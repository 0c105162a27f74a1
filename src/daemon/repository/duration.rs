use std::sync::Arc;

use crate::daemon::config::Configuration;
use crate::domain::entity::PhaseDuration;
use crate::domain::repository::{duration::GetDurationError, DurationRepository};

/// A [`DurationRepository`] implementation which reads configuration files.
pub struct DurationConfiguration {
    config: Arc<Configuration>,
}

impl DurationConfiguration {
    /// Creates a new [`DurationConfiguration`].
    pub fn new(config: Arc<Configuration>) -> Self {
        Self { config }
    }

    fn convert(raw: u64) -> Result<PhaseDuration, GetDurationError> {
        raw.try_into()
            .map_err(|err| GetDurationError::Invalid { source: err })
    }
}

#[async_trait::async_trait]
impl DurationRepository for DurationConfiguration {
    async fn pomodoro_duration(&self) -> Result<PhaseDuration, GetDurationError> {
        Self::convert(self.config.duration.pomodoro)
    }

    async fn break_duration(&self) -> Result<PhaseDuration, GetDurationError> {
        Self::convert(self.config.duration.break_)
    }

    async fn refresh_interval(&self) -> Result<PhaseDuration, GetDurationError> {
        Self::convert(self.config.title.refresh)
    }
}

#[cfg(test)]
mod tests {
    use std::time::Duration;

    use super::*;

    fn configuration(content: &str) -> Arc<Configuration> {
        Arc::new(toml::from_str(content).unwrap())
    }

    #[tokio::test]
    async fn duration_configuration_reads_sections() {
        let repo = DurationConfiguration::new(configuration(
            "[duration]\npomodoro = 60\nbreak = 30\n[title]\nrefresh = 2\n",
        ));

        let pomodoro = repo.pomodoro_duration().await.unwrap();
        let break_ = repo.break_duration().await.unwrap();
        let refresh = repo.refresh_interval().await.unwrap();
        assert_eq!(pomodoro.get(), Duration::from_secs(60));
        assert_eq!(break_.get(), Duration::from_secs(30));
        assert_eq!(refresh.get(), Duration::from_secs(2));
    }

    #[tokio::test]
    async fn duration_configuration_rejects_zero() {
        let repo = DurationConfiguration::new(configuration(
            "[duration]\npomodoro = 0\nbreak = 30\n",
        ));

        assert!(matches!(
            repo.pomodoro_duration().await,
            Err(GetDurationError::Invalid { .. })
        ));
        assert!(repo.break_duration().await.is_ok());
    }

    #[tokio::test]
    async fn duration_configuration_rejects_huge_duration() {
        let repo = DurationConfiguration::new(configuration(
            "[duration]\npomodoro = 9223372036854775807\nbreak = 30\n",
        ));

        assert!(matches!(
            repo.pomodoro_duration().await,
            Err(GetDurationError::Invalid { .. })
        ));
    }
}
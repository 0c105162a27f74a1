#[derive(Debug, Clone, PartialEq, Eq)]
pub enum Command {
    /// Launch and initialize a daemon process
    Init,
    /// Start a pomodoro
    Pomodoro,
    /// Start a break
    Break,
    /// Stop the running phase
    Stop,
    /// Query the timer's status. Show all information if no flag is specified.
    Query(QueryArguments),
    /// Print the title currently shown
    Title,
    /// Stop the daemon
    Quit,
}

#[derive(Debug, Clone, Default, PartialEq, Eq)]
pub struct QueryArguments {
    /// Show the timer's state
    pub state: bool,
    /// Show the total duration of the running phase
    pub total: bool,
    /// Show the remaining duration of the running phase
    pub remaining: bool,
}
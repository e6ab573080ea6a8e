//! Append-only chat transcript and status line
//!
//! Messages are display-only records: once appended they are never edited,
//! removed, or persisted. Each append renders one line to stdout, so the
//! terminal scrollback is the chat view. The status line is a single mutable
//! text field overwritten on every phase transition, rendered to stderr to
//! keep the transcript clean.

/// Who produced a chat message
#[derive(Debug, Clone, Copy, PartialEq, Eq)]
pub enum Sender {
    /// The local user (transcribed speech)
    User,
    /// The remote agent
    Bot,
}

impl Sender {
    /// Short label used when rendering
    #[must_use]
    pub const fn label(self) -> &'static str {
        match self {
            Self::User => "you",
            Self::Bot => "bot",
        }
    }
}

/// One entry in the chat transcript
#[derive(Debug, Clone, PartialEq, Eq)]
pub struct ChatMessage {
    /// Message text
    pub text: String,
    /// Message originator
    pub sender: Sender,
}

/// Append-only chat log
#[derive(Debug, Default)]
pub struct Transcript {
    messages: Vec<ChatMessage>,
}

impl Transcript {
    /// Create an empty transcript
    #[must_use]
    pub fn new() -> Self {
        Self::default()
    }

    /// Append a message and render it
    pub fn append(&mut self, text: impl Into<String>, sender: Sender) {
        let message = ChatMessage {
            text: text.into(),
            sender,
        };
        println!("{}", render_line(&message));
        self.messages.push(message);
    }

    /// All messages appended so far, oldest first
    #[must_use]
    pub fn messages(&self) -> &[ChatMessage] {
        &self.messages
    }
}

/// Render one transcript line
#[must_use]
pub fn render_line(message: &ChatMessage) -> String {
    format!("{} > {}", message.sender.label(), message.text)
}

/// Single-line widget status indicator
#[derive(Debug, Default)]
pub struct StatusLine {
    text: String,
}

impl StatusLine {
    /// Create an empty status line
    #[must_use]
    pub fn new() -> Self {
        Self::default()
    }

    /// Overwrite the status text and render it
    pub fn set(&mut self, text: impl Into<String>) {
        self.text = text.into();
        eprintln!("-- {}", self.text);
    }

    /// Current status text
    #[must_use]
    pub fn text(&self) -> &str {
        &self.text
    }
}

#[cfg(test)]
mod tests {
    use super::*;

    #[test]
    fn append_preserves_order_and_sender() {
        let mut transcript = Transcript::new();
        transcript.append("hello", Sender::User);
        transcript.append("hi there", Sender::Bot);

        let messages = transcript.messages();
        assert_eq!(messages.len(), 2);
        assert_eq!(messages[0].text, "hello");
        assert_eq!(messages[0].sender, Sender::User);
        assert_eq!(messages[1].text, "hi there");
        assert_eq!(messages[1].sender, Sender::Bot);
    }

    #[test]
    fn render_tags_by_sender() {
        let user = ChatMessage {
            text: "hello".to_string(),
            sender: Sender::User,
        };
        let bot = ChatMessage {
            text: "hi".to_string(),
            sender: Sender::Bot,
        };
        assert_eq!(render_line(&user), "you > hello");
        assert_eq!(render_line(&bot), "bot > hi");
    }

    #[test]
    fn status_overwrites_without_history() {
        let mut status = StatusLine::new();
        status.set("Recording...");
        status.set("Processing audio...");
        assert_eq!(status.text(), "Processing audio...");
    }
}
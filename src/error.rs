//! Error types for voxchat

use thiserror::Error;

/// Result type alias for voxchat operations
pub type Result<T> = std::result::Result<T, Error>;

/// Errors that can occur in the voxchat client
#[derive(Debug, Error)]
pub enum Error {
    /// Configuration error
    #[error("configuration error: {0}")]
    Config(String),

    /// Audio capture/playback/encoding error
    #[error("audio error: {0}")]
    Audio(String),

    /// The agent replied with a non-success HTTP status
    #[error("server error {status}: {body}")]
    ServerStatus {
        /// HTTP status code
        status: u16,
        /// Response body, read for diagnostics
        body: String,
    },

    /// A recording cycle is already uploading; new cycles are rejected
    /// until it resolves
    #[error("a recording cycle is already uploading")]
    Busy,

    /// IO error
    #[error("io error: {0}")]
    Io(#[from] std::io::Error),

    /// HTTP transport error
    #[error("http error: {0}")]
    Http(#[from] reqwest::Error),

    /// Serialization error
    #[error("serialization error: {0}")]
    Serialization(#[from] serde_json::Error),

    /// TOML parsing error
    #[error("toml error: {0}")]
    Toml(#[from] toml::de::Error),
}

#####

▸ **Your objective**
Look through the records and gather every line containing "bool".

▸ **Response**
    pub state: bool,
    pub total: bool,
    pub remaining: bool,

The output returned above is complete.